Traditionally it contained the following subdivisions:
- Rhaetic or Penarth
Grey, red and green marls, black shales, and so-called white (10–150 ft). Upper Keuper marl, red and grey marls and shales with rock salt, 800–3000 ft. As in Germany, there are one or more bone beds in the English Rhaetic with a similar assemblage of fossils.
- Lower Keuper
Sandstone, marls and thin sandstones at the top, red and white sandstones (including the so-called waterstones) below, with breccias and conglomerates at the base, 150–250 ft.
- Basal conglomerate
A shore or scree breccia derived from local materials; it is well developed in the Mendip district. The rocksalt beds vary from 25 cm (1 inch) to 100 ft in thickness; they are extensively worked (mined and pumped) in Cheshire, Middlesbrough and County Antrim.

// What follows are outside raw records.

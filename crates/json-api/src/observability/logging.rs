//! Logging subscriber initialisation.

use opentelemetry::trace::TracerProvider as _;
use opentelemetry_sdk::trace::SdkTracerProvider;
use tracing_subscriber::{
    EnvFilter, Layer, Registry, layer::SubscriberExt, util::SubscriberInitExt,
};

use crate::config::{LogFormat, ServerConfig};

use super::ObservabilityError;

/// Dependencies that are chatty at `info` and below.
const QUIET_TARGETS: [&str; 6] = ["h2", "hyper", "tower", "tonic", "opentelemetry", "sqlx"];

type BoxedLayer = Box<dyn Layer<Registry> + Send + Sync + 'static>;

pub(super) fn init_subscriber(
    config: &ServerConfig,
    tracer_provider: Option<&SdkTracerProvider>,
) -> Result<(), ObservabilityError> {
    let otel_layer = tracer_provider.map(|provider| {
        let tracer = provider.tracer(config.tracing.otel_service_name.clone());

        tracing_opentelemetry::layer().with_tracer(tracer)
    });

    tracing_subscriber::registry()
        .with(format_layer(config.logging.log_format))
        .with(env_filter(&config.logging.log_level))
        .with(otel_layer)
        .try_init()?;

    Ok(())
}

fn format_layer(format: LogFormat) -> BoxedLayer {
    match format {
        LogFormat::Compact => tracing_subscriber::fmt::layer()
            .compact()
            .with_target(true)
            .with_file(true)
            .with_line_number(true)
            .boxed(),
        LogFormat::Json => tracing_subscriber::fmt::layer()
            .json()
            .with_current_span(true)
            .with_span_list(true)
            .with_target(true)
            .boxed(),
    }
}

/// `RUST_LOG` wins when set; otherwise `level` applies to everything except
/// the quiet targets, which only report warnings.
fn env_filter(level: &str) -> EnvFilter {
    EnvFilter::try_from_default_env().unwrap_or_else(|_| EnvFilter::new(directives(level)))
}

fn directives(level: &str) -> String {
    QUIET_TARGETS
        .iter()
        .fold(level.to_string(), |directives, target| {
            format!("{directives},{target}=warn")
        })
}
//! Shutdown signals

use std::io;

use salvo::server::ServerHandle;
use thiserror::Error;
use tokio::signal;
use tracing::info;

#[derive(Debug, Error)]
pub(crate) enum ShutdownSignalError {
    #[error("failed to install Ctrl+C handler: {0}")]
    CtrlC(#[source] io::Error),

    #[cfg(unix)]
    #[error("failed to install SIGTERM handler: {0}")]
    SigTerm(#[source] io::Error),

    #[cfg(windows)]
    #[error("failed to install Windows terminate handler: {0}")]
    Terminate(#[source] io::Error),
}

/// Wait for Ctrl+C or SIGTERM, then let in-flight requests finish before the
/// server stops.
pub(crate) async fn listen(handle: ServerHandle) -> Result<(), ShutdownSignalError> {
    let ctrl_c = async { signal::ctrl_c().await.map_err(ShutdownSignalError::CtrlC) };

    #[cfg(unix)]
    let terminate = async {
        signal::unix::signal(signal::unix::SignalKind::terminate())
            .map_err(ShutdownSignalError::SigTerm)?
            .recv()
            .await;

        Ok::<(), ShutdownSignalError>(())
    };

    #[cfg(windows)]
    let terminate = async {
        signal::windows::ctrl_close()
            .map_err(ShutdownSignalError::Terminate)?
            .recv()
            .await;

        Ok::<(), ShutdownSignalError>(())
    };

    tokio::select! {
        result = ctrl_c => {
            result?;
            info!("ctrl_c received, draining requests");
        }
        result = terminate => {
            result?;
            info!("terminate received, draining requests");
        }
    };

    handle.stop_graceful(None);

    Ok(())
}
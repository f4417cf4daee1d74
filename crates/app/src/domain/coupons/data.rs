//! Coupons Data

use coupons::coupons::{AppliesTo, Coupon, CouponKind, CouponTermsError, CouponValue};
use jiff::Timestamp;
use rust_decimal::Decimal;

use crate::domain::coupons::records::{CouponRecord, CouponUuid};

/// Page used when none, or a non-positive one, is requested.
pub const DEFAULT_PAGE: u32 = 1;

/// Page size used when none, or a non-positive one, is requested.
pub const DEFAULT_LIMIT: u32 = 10;

/// Largest page size served.
pub const MAX_LIMIT: u32 = 100;

/// New Coupon Data
#[derive(Debug, Clone, PartialEq)]
pub struct NewCoupon {
    pub uuid: CouponUuid,
    pub code: String,
    pub kind: CouponKind,
    pub value: Decimal,
    pub min_purchase: Option<Decimal>,
    pub max_discount: Option<Decimal>,
    pub valid_from: Timestamp,
    pub valid_until: Timestamp,
    pub usage_limit: Option<u64>,
    pub is_active: bool,
    pub applies_to: AppliesTo,
    pub applicable_ids: Vec<String>,
}

impl NewCoupon {
    /// Check the coupon terms before they are stored.
    ///
    /// # Errors
    ///
    /// Returns the first [`CouponTermsError`] found.
    pub fn validate(&self) -> Result<(), CouponTermsError> {
        Coupon {
            id: self.uuid.into_uuid(),
            code: self.code.clone(),
            value: CouponValue::from_parts(self.kind, self.value)?,
            min_purchase: self.min_purchase,
            max_discount: self.max_discount,
            valid_from: self.valid_from,
            valid_until: self.valid_until,
            usage_limit: self.usage_limit,
            usage_count: 0,
            is_active: self.is_active,
            applies_to: self.applies_to,
            applicable_ids: self.applicable_ids.iter().cloned().collect(),
        }
        .validate_terms()
    }
}

/// Coupon Update Data
///
/// `None` keeps the stored value. For the nullable terms, `Some(None)`
/// clears the stored value.
#[derive(Debug, Clone, Default, PartialEq)]
pub struct CouponUpdate {
    pub code: Option<String>,
    pub kind: Option<CouponKind>,
    pub value: Option<Decimal>,
    pub min_purchase: Option<Option<Decimal>>,
    pub max_discount: Option<Option<Decimal>>,
    pub valid_from: Option<Timestamp>,
    pub valid_until: Option<Timestamp>,
    pub usage_limit: Option<Option<u64>>,
    pub is_active: Option<bool>,
    pub applies_to: Option<AppliesTo>,
    pub applicable_ids: Option<Vec<String>>,
}

impl CouponUpdate {
    /// Merge the update over an existing record.
    #[must_use]
    pub fn apply(self, record: CouponRecord) -> CouponRecord {
        CouponRecord {
            code: self.code.unwrap_or(record.code),
            kind: self.kind.unwrap_or(record.kind),
            value: self.value.unwrap_or(record.value),
            min_purchase: self.min_purchase.unwrap_or(record.min_purchase),
            max_discount: self.max_discount.unwrap_or(record.max_discount),
            valid_from: self.valid_from.unwrap_or(record.valid_from),
            valid_until: self.valid_until.unwrap_or(record.valid_until),
            usage_limit: self.usage_limit.unwrap_or(record.usage_limit),
            is_active: self.is_active.unwrap_or(record.is_active),
            applies_to: self.applies_to.unwrap_or(record.applies_to),
            applicable_ids: self.applicable_ids.unwrap_or(record.applicable_ids),
            ..record
        }
    }
}

/// Coupon list filters
#[derive(Debug, Clone, Default, PartialEq, Eq)]
pub struct CouponFilter {
    pub is_active: Option<bool>,
    pub kind: Option<CouponKind>,

    /// Case-insensitive substring of the coupon code.
    pub search: Option<String>,
}

/// Page selection for coupon listings
#[derive(Debug, Clone, Copy, PartialEq, Eq)]
pub struct Pagination {
    page: u32,
    limit: u32,
}

impl Pagination {
    /// Build a page selection from raw request values.
    ///
    /// Missing or non-positive values fall back to the defaults and the page
    /// size is capped at [`MAX_LIMIT`].
    #[must_use]
    pub fn new(page: Option<i64>, limit: Option<i64>) -> Self {
        let page = page
            .filter(|page| *page > 0)
            .and_then(|page| u32::try_from(page).ok())
            .unwrap_or(DEFAULT_PAGE);

        let limit = limit
            .filter(|limit| *limit > 0)
            .map_or(DEFAULT_LIMIT, |limit| {
                u32::try_from(limit).map_or(MAX_LIMIT, |limit| limit.min(MAX_LIMIT))
            });

        Self { page, limit }
    }

    #[must_use]
    pub const fn page(&self) -> u32 {
        self.page
    }

    #[must_use]
    pub const fn limit(&self) -> u32 {
        self.limit
    }

    /// Number of rows skipped before this page.
    #[must_use]
    pub fn offset(&self) -> u64 {
        u64::from(self.page - 1) * u64::from(self.limit)
    }

    /// Number of pages needed to hold `total` rows.
    #[must_use]
    pub fn pages(&self, total: u64) -> u64 {
        total.div_ceil(u64::from(self.limit))
    }
}

impl Default for Pagination {
    fn default() -> Self {
        Self {
            page: DEFAULT_PAGE,
            limit: DEFAULT_LIMIT,
        }
    }
}

/// One page of coupons
#[derive(Debug, Clone, PartialEq)]
pub struct CouponPage {
    pub coupons: Vec<CouponRecord>,
    pub total: u64,
    pub page: u32,
    pub limit: u32,
    pub pages: u64,
}

#[cfg(test)]
mod tests {
    use rust_decimal_macros::dec;
    use testresult::TestResult;

    use super::*;

    fn new_coupon() -> TestResult<NewCoupon> {
        Ok(NewCoupon {
            uuid: CouponUuid::new(),
            code: "WELCOME10".to_string(),
            kind: CouponKind::Percentage,
            value: dec!(10),
            min_purchase: None,
            max_discount: Some(dec!(20)),
            valid_from: "2025-01-01T00:00:00Z".parse()?,
            valid_until: "2025-12-31T00:00:00Z".parse()?,
            usage_limit: None,
            is_active: true,
            applies_to: AppliesTo::All,
            applicable_ids: Vec::new(),
        })
    }

    #[test]
    fn pagination_defaults_when_missing() {
        let pagination = Pagination::new(None, None);

        assert_eq!(pagination.page(), 1);
        assert_eq!(pagination.limit(), 10);
        assert_eq!(pagination.offset(), 0);
    }

    #[test]
    fn pagination_defaults_when_not_positive() {
        let pagination = Pagination::new(Some(0), Some(-5));

        assert_eq!(pagination, Pagination::default());
    }

    #[test]
    fn pagination_caps_the_limit() {
        let pagination = Pagination::new(Some(3), Some(1_000));

        assert_eq!(pagination.limit(), MAX_LIMIT);
        assert_eq!(pagination.offset(), 200);
    }

    #[test]
    fn pages_rounds_up() {
        let pagination = Pagination::new(Some(1), Some(10));

        assert_eq!(pagination.pages(0), 0);
        assert_eq!(pagination.pages(10), 1);
        assert_eq!(pagination.pages(11), 2);
    }

    #[test]
    fn new_coupon_validation_rejects_blank_code() -> TestResult {
        let mut coupon = new_coupon()?;

        coupon.code = "   ".to_string();

        assert_eq!(coupon.validate(), Err(CouponTermsError::BlankCode));

        Ok(())
    }

    #[test]
    fn new_coupon_validation_rejects_large_percentage() -> TestResult {
        let mut coupon = new_coupon()?;

        coupon.value = dec!(120);

        assert_eq!(
            coupon.validate(),
            Err(CouponTermsError::PercentageOutOfRange)
        );

        Ok(())
    }

    #[test]
    fn update_keeps_absent_fields_and_clears_nullable_ones() -> TestResult {
        let coupon = new_coupon()?;

        let record = CouponRecord {
            uuid: coupon.uuid,
            code: coupon.code,
            kind: coupon.kind,
            value: coupon.value,
            min_purchase: Some(dec!(50)),
            max_discount: coupon.max_discount,
            valid_from: coupon.valid_from,
            valid_until: coupon.valid_until,
            usage_limit: Some(5),
            usage_count: 1,
            is_active: true,
            applies_to: coupon.applies_to,
            applicable_ids: coupon.applicable_ids,
            created_at: Timestamp::now(),
            updated_at: Timestamp::now(),
        };

        let updated = CouponUpdate {
            value: Some(dec!(15)),
            min_purchase: Some(None),
            ..CouponUpdate::default()
        }
        .apply(record.clone());

        assert_eq!(updated.value, dec!(15));
        assert_eq!(updated.min_purchase, None);
        assert_eq!(updated.max_discount, Some(dec!(20)));
        assert_eq!(updated.usage_limit, Some(5));
        assert_eq!(updated.usage_count, 1);
        assert_eq!(updated.code, record.code);

        Ok(())
    }
}
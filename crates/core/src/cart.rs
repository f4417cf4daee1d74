//! Cart context

use rust_decimal::Decimal;
use smallvec::SmallVec;
use thiserror::Error;

/// Errors raised when building a cart context.
#[derive(Debug, Clone, Copy, PartialEq, Eq, Error)]
pub enum CartError {
    /// The subtotal is below zero.
    #[error("cart subtotal must not be negative")]
    NegativeSubtotal,
}

/// The parts of a purchase that coupon evaluation looks at.
#[derive(Debug, Clone, PartialEq, Eq)]
pub struct CartContext {
    subtotal: Decimal,
    product_ids: SmallVec<[String; 8]>,
}

impl CartContext {
    /// Create a cart context from a subtotal and the product ids in the cart.
    ///
    /// # Errors
    ///
    /// Returns [`CartError::NegativeSubtotal`] if the subtotal is below zero.
    pub fn new<I, S>(subtotal: Decimal, product_ids: I) -> Result<Self, CartError>
    where
        I: IntoIterator<Item = S>,
        S: Into<String>,
    {
        if subtotal < Decimal::ZERO {
            return Err(CartError::NegativeSubtotal);
        }

        Ok(Self {
            subtotal,
            product_ids: product_ids.into_iter().map(Into::into).collect(),
        })
    }

    /// Cart subtotal before any discount.
    pub fn subtotal(&self) -> Decimal {
        self.subtotal
    }

    /// Product ids in the cart. May be empty.
    pub fn product_ids(&self) -> &[String] {
        &self.product_ids
    }
}
//! Coupon Handlers

pub(crate) mod create;
pub(crate) mod delete;
pub(crate) mod get;
pub(crate) mod index;
pub(crate) mod redeem;
pub(crate) mod toggle;
pub(crate) mod update;
pub(crate) mod validate;
//! Auth Errors

use coupons_app::auth::AuthServiceError;
use salvo::http::StatusError;
use tracing::error;

pub(crate) fn into_status_error(error: AuthServiceError) -> StatusError {
    match error {
        AuthServiceError::InvalidCredentials => {
            StatusError::unauthorized().brief("Invalid email or password")
        }
        AuthServiceError::Unauthorized => {
            StatusError::unauthorized().brief("Invalid or expired token")
        }
        AuthServiceError::RegistrationRejected(message) => {
            StatusError::bad_request().brief(message)
        }
        AuthServiceError::MissingEmail => {
            error!("identity provider returned a user without an email");

            StatusError::internal_server_error()
        }
        AuthServiceError::Provider(source) => {
            error!("identity provider request failed: {source}");

            StatusError::internal_server_error()
        }
    }
}
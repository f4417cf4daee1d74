//! Coupon Records

use coupons::coupons::{AppliesTo, Coupon, CouponKind, CouponTermsError, CouponValue};
use jiff::Timestamp;
use rust_decimal::Decimal;

use crate::uuids::TypedUuid;

/// Coupon UUID
pub type CouponUuid = TypedUuid<CouponRecord>;

/// Coupon Record
#[derive(Debug, Clone, PartialEq)]
pub struct CouponRecord {
    pub uuid: CouponUuid,
    pub code: String,
    pub kind: CouponKind,
    pub value: Decimal,
    pub min_purchase: Option<Decimal>,
    pub max_discount: Option<Decimal>,
    pub valid_from: Timestamp,
    pub valid_until: Timestamp,
    pub usage_limit: Option<u64>,
    pub usage_count: u64,
    pub is_active: bool,
    pub applies_to: AppliesTo,
    pub applicable_ids: Vec<String>,
    pub created_at: Timestamp,
    pub updated_at: Timestamp,
}

impl CouponRecord {
    /// Build the snapshot the evaluation engine works on.
    ///
    /// # Errors
    ///
    /// Returns an error if the stored value does not fit the coupon kind.
    pub fn to_coupon(&self) -> Result<Coupon, CouponTermsError> {
        Ok(Coupon {
            id: self.uuid.into_uuid(),
            code: self.code.clone(),
            value: CouponValue::from_parts(self.kind, self.value)?,
            min_purchase: self.min_purchase,
            max_discount: self.max_discount,
            valid_from: self.valid_from,
            valid_until: self.valid_until,
            usage_limit: self.usage_limit,
            usage_count: self.usage_count,
            is_active: self.is_active,
            applies_to: self.applies_to,
            applicable_ids: self.applicable_ids.iter().cloned().collect(),
        })
    }
}
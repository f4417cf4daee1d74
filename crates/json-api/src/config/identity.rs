//! Identity Provider Config

use clap::Args;
use coupons_app::auth::IdentityProviderConfig;

/// Identity provider settings.
#[derive(Debug, Args)]
pub struct IdentityConfig {
    /// Identity provider base URL
    #[arg(long = "identity-provider-url", env = "IDENTITY_PROVIDER_URL")]
    pub url: String,

    /// Identity provider API key, sent with every request
    #[arg(
        long = "identity-provider-api-key",
        env = "IDENTITY_PROVIDER_API_KEY",
        hide_env_values = true
    )]
    pub api_key: String,
}

impl From<IdentityConfig> for IdentityProviderConfig {
    fn from(config: IdentityConfig) -> Self {
        Self {
            url: config.url,
            api_key: config.api_key,
        }
    }
}
//! Create Coupon Handler

use std::{str::FromStr, sync::Arc};

use salvo::{
    http::header::LOCATION,
    oapi::{ToSchema, extract::JsonBody},
    prelude::*,
};
use serde::{Deserialize, Serialize};

use coupons::coupons::{AppliesTo, CouponKind};
use coupons_app::domain::coupons::{data::NewCoupon, records::CouponUuid};

use crate::{
    coupons::{
        errors::into_status_error,
        get::CouponEnvelope,
        requests::{ProductId, invalid, parse_timestamp, present, to_decimal},
    },
    extensions::*,
    state::State,
};

/// Create Coupon Request
///
/// `code`, `type`, `value`, `validFrom`, `validUntil` and `appliesTo` are
/// required.
#[derive(Debug, Default, Serialize, Deserialize, ToSchema)]
#[serde(rename_all = "camelCase")]
pub(crate) struct CreateCouponRequest {
    pub code: Option<String>,
    #[serde(rename = "type")]
    pub kind: Option<String>,
    pub value: Option<f64>,
    pub min_purchase: Option<f64>,
    pub max_discount: Option<f64>,
    pub valid_from: Option<String>,
    pub valid_until: Option<String>,
    pub usage_limit: Option<u64>,
    pub is_active: Option<bool>,
    pub applies_to: Option<String>,
    pub applicable_ids: Option<Vec<ProductId>>,
}

impl TryFrom<CreateCouponRequest> for NewCoupon {
    type Error = StatusError;

    fn try_from(request: CreateCouponRequest) -> Result<Self, Self::Error> {
        let (
            Some(code),
            Some(kind),
            Some(value),
            Some(valid_from),
            Some(valid_until),
            Some(applies_to),
        ) = (
            present(request.code),
            present(request.kind),
            request.value,
            present(request.valid_from),
            present(request.valid_until),
            present(request.applies_to),
        )
        else {
            return Err(StatusError::bad_request().brief("Missing required fields"));
        };

        Ok(NewCoupon {
            uuid: CouponUuid::new(),
            code,
            kind: CouponKind::from_str(&kind).map_err(invalid)?,
            value: to_decimal(value, "value")?,
            min_purchase: request
                .min_purchase
                .map(|amount| to_decimal(amount, "minPurchase"))
                .transpose()?,
            max_discount: request
                .max_discount
                .map(|amount| to_decimal(amount, "maxDiscount"))
                .transpose()?,
            valid_from: parse_timestamp(&valid_from, "validFrom")?,
            valid_until: parse_timestamp(&valid_until, "validUntil")?,
            usage_limit: request.usage_limit,
            is_active: request.is_active.unwrap_or(true),
            applies_to: AppliesTo::from_str(&applies_to).map_err(invalid)?,
            applicable_ids: request
                .applicable_ids
                .unwrap_or_default()
                .into_iter()
                .map(Into::into)
                .collect(),
        })
    }
}

/// Create Coupon Handler
#[endpoint(
    tags("coupons"),
    summary = "Create Coupon",
    security(("bearer_auth" = [])),
    responses(
        (status_code = StatusCode::CREATED, description = "Coupon created"),
        (status_code = StatusCode::CONFLICT, description = "Coupon code already exists"),
        (status_code = StatusCode::BAD_REQUEST, description = "Missing or invalid fields"),
        (status_code = StatusCode::INTERNAL_SERVER_ERROR, description = "Internal Server Error"),
    ),
)]
#[tracing::instrument(
    name = "coupons.create",
    skip(json, depot, res),
    fields(coupon_code = tracing::field::Empty),
    err
)]
pub(crate) async fn handler(
    json: JsonBody<CreateCouponRequest>,
    depot: &mut Depot,
    res: &mut Response,
) -> Result<Json<CouponEnvelope>, StatusError> {
    let state = depot.obtain_or_500::<Arc<State>>()?;
    let new_coupon = NewCoupon::try_from(json.into_inner())?;

    tracing::Span::current().record("coupon_code", tracing::field::display(&new_coupon.code));

    let coupon = state
        .app
        .coupons
        .create_coupon(new_coupon)
        .await
        .map_err(into_status_error)?;

    res.add_header(LOCATION, format!("/coupons/{}", coupon.uuid), true)
        .or_500("failed to set location header")?
        .status_code(StatusCode::CREATED);

    tracing::info!(coupon_uuid = %coupon.uuid, "created coupon");

    Ok(Json(CouponEnvelope::new("Coupon created successfully", coupon)))
}
//! Shared test infrastructure

pub(crate) mod helpers;

pub(crate) use context::TestContext;
//! App Context

use std::sync::Arc;

use thiserror::Error;

use crate::{
    auth::{AuthService, HttpIdentityProvider, IdentityAuthService, IdentityProviderConfig},
    database::{self, Db, PoolSettings},
    domain::coupons::{CouponsService, PgCouponsService},
};

#[derive(Debug, Error)]
pub enum AppInitError {
    #[error("failed to connect to database")]
    Database(#[source] sqlx::Error),
}

#[derive(Clone)]
pub struct AppContext {
    pub coupons: Arc<dyn CouponsService>,
    pub auth: Arc<dyn AuthService>,
}

impl AppContext {
    /// Build application context from a database URL, pool sizing and
    /// identity provider settings.
    ///
    /// # Errors
    ///
    /// Returns an error when establishing a database connection fails.
    pub async fn from_database_url(
        url: &str,
        pool: PoolSettings,
        identity: IdentityProviderConfig,
    ) -> Result<Self, AppInitError> {
        let pool = database::connect(url, pool)
            .await
            .map_err(AppInitError::Database)?;

        let provider = Arc::new(HttpIdentityProvider::new(identity));

        Ok(Self {
            coupons: Arc::new(PgCouponsService::new(Db::new(pool))),
            auth: Arc::new(IdentityAuthService::new(provider)),
        })
    }
}
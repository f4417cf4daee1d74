//! Coupons

pub mod data;
pub mod errors;
pub mod records;
mod repository;
pub mod service;

pub use errors::CouponsServiceError;
pub use service::*;
//! Coupons

mod errors;
mod handlers;
mod requests;

pub(crate) use handlers::*;
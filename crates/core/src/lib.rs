//! Coupons
//!
//! A storage-agnostic coupon evaluation engine. Given a coupon snapshot, a cart
//! and a point in time, it decides whether the coupon may be used and what
//! discount it is worth.
//!
//! Evaluation is pure: it never mutates the coupon, performs no I/O and holds
//! no shared state, so it can be called from any number of request handlers
//! concurrently.

pub mod cart;
pub mod coupons;
pub mod discounts;
pub mod eligibility;
pub mod evaluation;
pub mod prelude;
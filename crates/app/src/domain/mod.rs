//! Coupons Domain Concerns

pub mod coupons;
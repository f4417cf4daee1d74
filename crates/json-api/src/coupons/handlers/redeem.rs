//! Redeem Coupon Handler

use std::sync::Arc;

use salvo::{oapi::extract::PathParam, prelude::*};

use coupons_app::domain::coupons::CouponsServiceError;

use crate::{
    coupons::{errors::into_status_error, get::CouponEnvelope},
    extensions::*,
    observability::observe_redemption,
    state::State,
};

/// Redeem Coupon Handler
///
/// Records one use of a coupon. Fails outside the validity window and once
/// the usage limit is used up.
#[endpoint(
    tags("coupons"),
    summary = "Redeem Coupon",
    security(("bearer_auth" = [])),
    responses(
        (status_code = StatusCode::OK, description = "Coupon redeemed"),
        (status_code = StatusCode::BAD_REQUEST, description = "Coupon is expired or not yet active"),
        (status_code = StatusCode::NOT_FOUND, description = "Coupon not found or inactive"),
        (status_code = StatusCode::CONFLICT, description = "Coupon usage limit has been reached"),
        (status_code = StatusCode::INTERNAL_SERVER_ERROR, description = "Internal Server Error"),
    ),
)]
#[tracing::instrument(name = "coupons.redeem", skip(code, depot), fields(coupon_code = %code.as_str()), err)]
pub(crate) async fn handler(
    code: PathParam<String>,
    depot: &mut Depot,
) -> Result<Json<CouponEnvelope>, StatusError> {
    let state = depot.obtain_or_500::<Arc<State>>()?;
    let user = depot.current_user_or_401()?;

    let coupon = state
        .app
        .coupons
        .redeem_coupon(code.as_str())
        .await
        .map_err(|error| {
            match &error {
                CouponsServiceError::NotFound => observe_redemption("not_found"),
                CouponsServiceError::UsageLimitReached => observe_redemption("usage_limit_reached"),
                CouponsServiceError::OutsideWindow => observe_redemption("outside_window"),
                _ => {}
            }

            into_status_error(error)
        })?;

    observe_redemption("redeemed");

    tracing::info!(
        coupon_uuid = %coupon.uuid,
        usage_count = coupon.usage_count,
        user_id = %user.id,
        "redeemed coupon"
    );

    Ok(Json(CouponEnvelope::new("Coupon redeemed successfully", coupon)))
}
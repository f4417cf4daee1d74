//! Shared application domain, identity and persistence modules.

pub mod auth;
pub mod context;
pub mod database;
pub mod domain;

#[cfg(test)]
mod test;

mod uuids;
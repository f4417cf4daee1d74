//! Auth Handlers

pub(crate) mod login;
pub(crate) mod logout;
pub(crate) mod me;
pub(crate) mod register;

use coupons_app::auth::AuthenticatedUser;
use salvo::oapi::ToSchema;
use serde::{Deserialize, Serialize};
use uuid::Uuid;

/// Public view of a signed-in user
#[derive(Debug, Serialize, Deserialize, ToSchema)]
pub(crate) struct UserResponse {
    /// Identity provider user id
    pub id: Uuid,

    /// Email address
    pub email: String,

    /// Display name
    pub name: Option<String>,
}

impl From<AuthenticatedUser> for UserResponse {
    fn from(user: AuthenticatedUser) -> Self {
        UserResponse {
            id: user.id,
            email: user.email,
            name: user.name,
        }
    }
}

/// Treat missing and blank strings alike.
fn present(value: Option<String>) -> Option<String> {
    value.filter(|value| !value.trim().is_empty())
}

The Keuper covers a large area in the Midlands and around the flanks of the Pennine range; it reaches southward to the east Devon coast, northeastward into Yorkshire and northwestward into Northern Ireland and southernmost Scotland.

==Fossils==
The Keuper is not rich in fossils; the principal plants are cypresslike conifers (Walchia, Voltzia) and a few calamites with such forms as Equisetum arenaceum and Pterophyllum jaegeri. Avicula contorta, Protocardium rhaeticum, Terebratula gregaria, Myophoria costata, M. goldfassi, Lingula tenuessima, and Anoplophoria lettica may be mentioned among the invertebrates. The fish include Ceratodus, Hybodus and Lepidotus.

Labyrinthodonts represented by the footprints of Cheirotherium and the bones of Mastodonsaurus (originally called Labyrinthodon) and Capitosaurus. Among the reptiles are Hyperodapedon, Palaeosaurus, Zanclodon, Nothosaurus, Henodus and Belodon. The first fossil mammals also make their appearance at this time and the early beetle Triamyxa is also known from the Keuper.